South inches toward gay marriage – what about full secularisation?

Watching Pat Kenny last night on RTÉ One while reading my Twitter feed I was struck by something: my own Northern smugness. As an adopted Southerner (long story, very dull) I naturally assumed that the great advances the South has seen in recent decades meant that people here were, more or less, as secularised as they are in the North. It would appear not. Many comments appeared on my screen that mirrored those made by Kenny’s audience: people were shocked and dismayed by the Church’s actions and were seemingly surprised that the Catholic Church is an authoritarian institution. I know few people in the North, Catholic, Protestant or otherwise, for whom such an idea would qualify as news.

This got me thinking: maybe Ireland isn’t as secularised as I thought – perhaps the slow abandonment of the pews has not, in fact, resulted in secularisation, but instead mere confusion.

But then, how does this square with the widespread support for same-sex civil unions? One market research firm claims that 80 per cent of the public in the South support the extension of civil marriage to gay couples.

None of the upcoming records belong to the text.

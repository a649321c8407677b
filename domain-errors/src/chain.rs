use std::error::Error as StdError;

use crate::code::Code;
use crate::err::Err;
use crate::sentinel::Sentinel;

/// Итератор по цепочке причин: сама ошибка, затем `source()` до конца.
#[derive(Debug, Clone)]
pub struct Chain<'a> {
    next: Option<&'a (dyn StdError + 'static)>,
}

impl<'a> Iterator for Chain<'a> {
    type Item = &'a (dyn StdError + 'static);

    fn next(&mut self) -> Option<Self::Item> {
        let current = self.next?;
        self.next = current.source();
        Some(current)
    }
}

/// Обходит ошибку и все её причины.
pub fn chain<'a>(err: &'a (dyn StdError + 'static)) -> Chain<'a> {
    Chain { next: Some(err) }
}

/// Первая ошибка в цепочке с типом `T`.
pub fn find<'a, T: StdError + 'static>(err: &'a (dyn StdError + 'static)) -> Option<&'a T> {
    chain(err).find_map(|err| err.downcast_ref::<T>())
}

/// Есть ли в цепочке указанная базовая ошибка.
pub fn is_sentinel(err: &(dyn StdError + 'static), sentinel: Sentinel) -> bool {
    chain(err).any(|err| err.downcast_ref::<Sentinel>() == Some(&sentinel))
}

/// Код первой [`Err`] в цепочке.
pub fn code_of(err: &(dyn StdError + 'static)) -> Option<Code> {
    find::<Err>(err).map(Err::code)
}
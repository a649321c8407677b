use anyhow::{Result, anyhow};
use tracing_subscriber::{EnvFilter, fmt};

use crate::settings::Settings;

// stdout занят результатом команды, поэтому логи идут в stderr.
pub(crate) fn init_logging(settings: &Settings) -> Result<()> {
    let filter = EnvFilter::try_from_default_env()
        .or_else(|_| EnvFilter::try_new(&settings.log_level))
        .map_err(|e| anyhow!("invalid log level `{}`: {e}", settings.log_level))?;

    fmt()
        .with_env_filter(filter)
        .with_writer(std::io::stderr)
        .without_time()
        .with_target(false)
        .compact()
        .try_init()
        .map_err(|e| anyhow!("failed to init logging: {e}"))?;

    Ok(())
}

The Dáil recently read a Bill that is likely to see the recognition of same-sex civil unions by the end of the month. I’ve mused on this issue a few times, most recently in CiF, arguing that the state should get out of our lives altogether. A representative for a lobby group said to me today (in an e-mail) “Ultimately I think that the [recognition of same-sex civil marriage] argument has to come to fruition first because yours is longer away and we can’t wait that long.”* That may well be true.

What I’d like to know, though, is whether or not the South remains hidebound by its Catholic past, despite being otherwise a modern and secular country. Any thoughts?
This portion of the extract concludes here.